Во-вторых, выбор «религиозной формы» повествования, несомненно затемняющей, особенно с точки зрения современного читателя, подлинный смысл пропагандируемых автором идей, был, так сказать, навязан писателю конкретно-историческими условиями времени. Салтыков сознательно шел в данном случае на некоторый ущерб развитию своих взглядов для того, чтобы обойти формально-уставные рогатки цензуры. Рассматриваемые произведения он готовил для «пасхальных» и «рождественских» номеров «Русских ведомостей» с очевидным намерением не выходить из традиционных рамок таких праздничных публикаций.

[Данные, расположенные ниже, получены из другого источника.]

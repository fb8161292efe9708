use serde::{Deserialize, Serialize};

/// A forecast for one test case, shaped `turbines × timesteps × variables`.
///
/// Deserialized directly from the nested JSON array a forecast entry point
/// writes to stdout.
///
/// # Examples
///
/// ```
/// use wpf_eval::data::Prediction;
///
/// let p = Prediction::new(vec![vec![vec![1.0], vec![2.0]]]);
/// assert_eq!(p.turbine_count(), 1);
/// assert!(p.shape_error(1, 2, 1).is_none());
/// assert!(p.shape_error(2, 2, 1).is_some());
/// ```
#[derive(Debug, Clone, PartialEq, Default, Serialize, Deserialize)]
#[serde(transparent)]
pub struct Prediction(Vec<Vec<Vec<f64>>>);

impl Prediction {
    /// Wraps a nested `turbines × timesteps × variables` array.
    pub fn new(values: Vec<Vec<Vec<f64>>>) -> Self {
        Self(values)
    }

    /// Number of turbines in the forecast.
    pub fn turbine_count(&self) -> usize {
        self.0.len()
    }

    /// The `timesteps × variables` block for turbine `index`.
    pub fn turbine(&self, index: usize) -> Option<&[Vec<f64>]> {
        self.0.get(index).map(Vec::as_slice)
    }

    /// Iterates over the per-turbine `timesteps × variables` blocks.
    pub fn turbines(&self) -> impl Iterator<Item = &[Vec<f64>]> {
        self.0.iter().map(Vec::as_slice)
    }

    /// Checks the array against the expected shape and for non-finite values.
    ///
    /// Returns a description of the first problem found, or `None` when the
    /// forecast is exactly `turbines × steps × vars` and finite everywhere.
    pub fn shape_error(&self, turbines: usize, steps: usize, vars: usize) -> Option<String> {
        if self.0.is_empty() {
            return Some("prediction is empty".to_string());
        }
        if self.0.len() != turbines {
            return Some(format!(
                "expected {turbines} turbines, got {}",
                self.0.len()
            ));
        }
        for (tid, block) in self.0.iter().enumerate() {
            if block.len() != steps {
                return Some(format!(
                    "turbine {tid}: expected {steps} timesteps, got {}",
                    block.len()
                ));
            }
            for (t, row) in block.iter().enumerate() {
                if row.len() != vars {
                    return Some(format!(
                        "turbine {tid}, step {t}: expected {vars} variables, got {}",
                        row.len()
                    ));
                }
                if row.iter().any(|v| !v.is_finite()) {
                    return Some(format!("turbine {tid}, step {t}: non-finite value"));
                }
            }
        }
        None
    }
}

И наконец, третье и, может быть, самое главное. Все — и приуроченность произведений к церковным праздникам, и проповедническая тональность повествования, и евангельская облицовка образов — все свидетельствует о том, что «Христову ночь» и «Рождественскую сказку» Салтыков предназначал в первую очередь для широкого круга читателей, приноравливая образы и стиль к уровню их сознания, находившегося во власти религиозных представлений. Новое вино было влито в старые мехи. И хотя основной смысл этих «религиозных» по форме произведений не имеет в себе ничего религиозного, все же цель их написания заключалась не специально в борьбе с религией, как полагают иные комментаторы, и не в приобщении писателя к религиозным настроениям, как считали некоторые прежние критики, введенные в заблуждение своеобразной формой повествования, а исключительно в стремлении Салтыкова провести наиболее доступным образом свои взгляды в широкую читательскую среду. К этому прибегали и другие литературные современники Салтыкова. В частности, 1885 и 1886 год — год появления «Христовой ночи» и «Рождественской сказки» Салтыкова — ознаменованы рядом значительных произведений, основанных на использовании религиозно-мифологических образов, церковных легенд, народных суеверий, народно-сказочных мотивов. Это прежде всего народные рассказы Толстого («Свечка», «Два старика», «Сказка об Иване-дураке и его двух братьях»), «Сказание о гордом Аггее» Гаршина, «Сказание о Флоре, Агриппе и Менахеме, сыне Иегуды» Короленко, «Сказание о Феодоре-христианине и о друге его Абраме-жидовине» Лескова.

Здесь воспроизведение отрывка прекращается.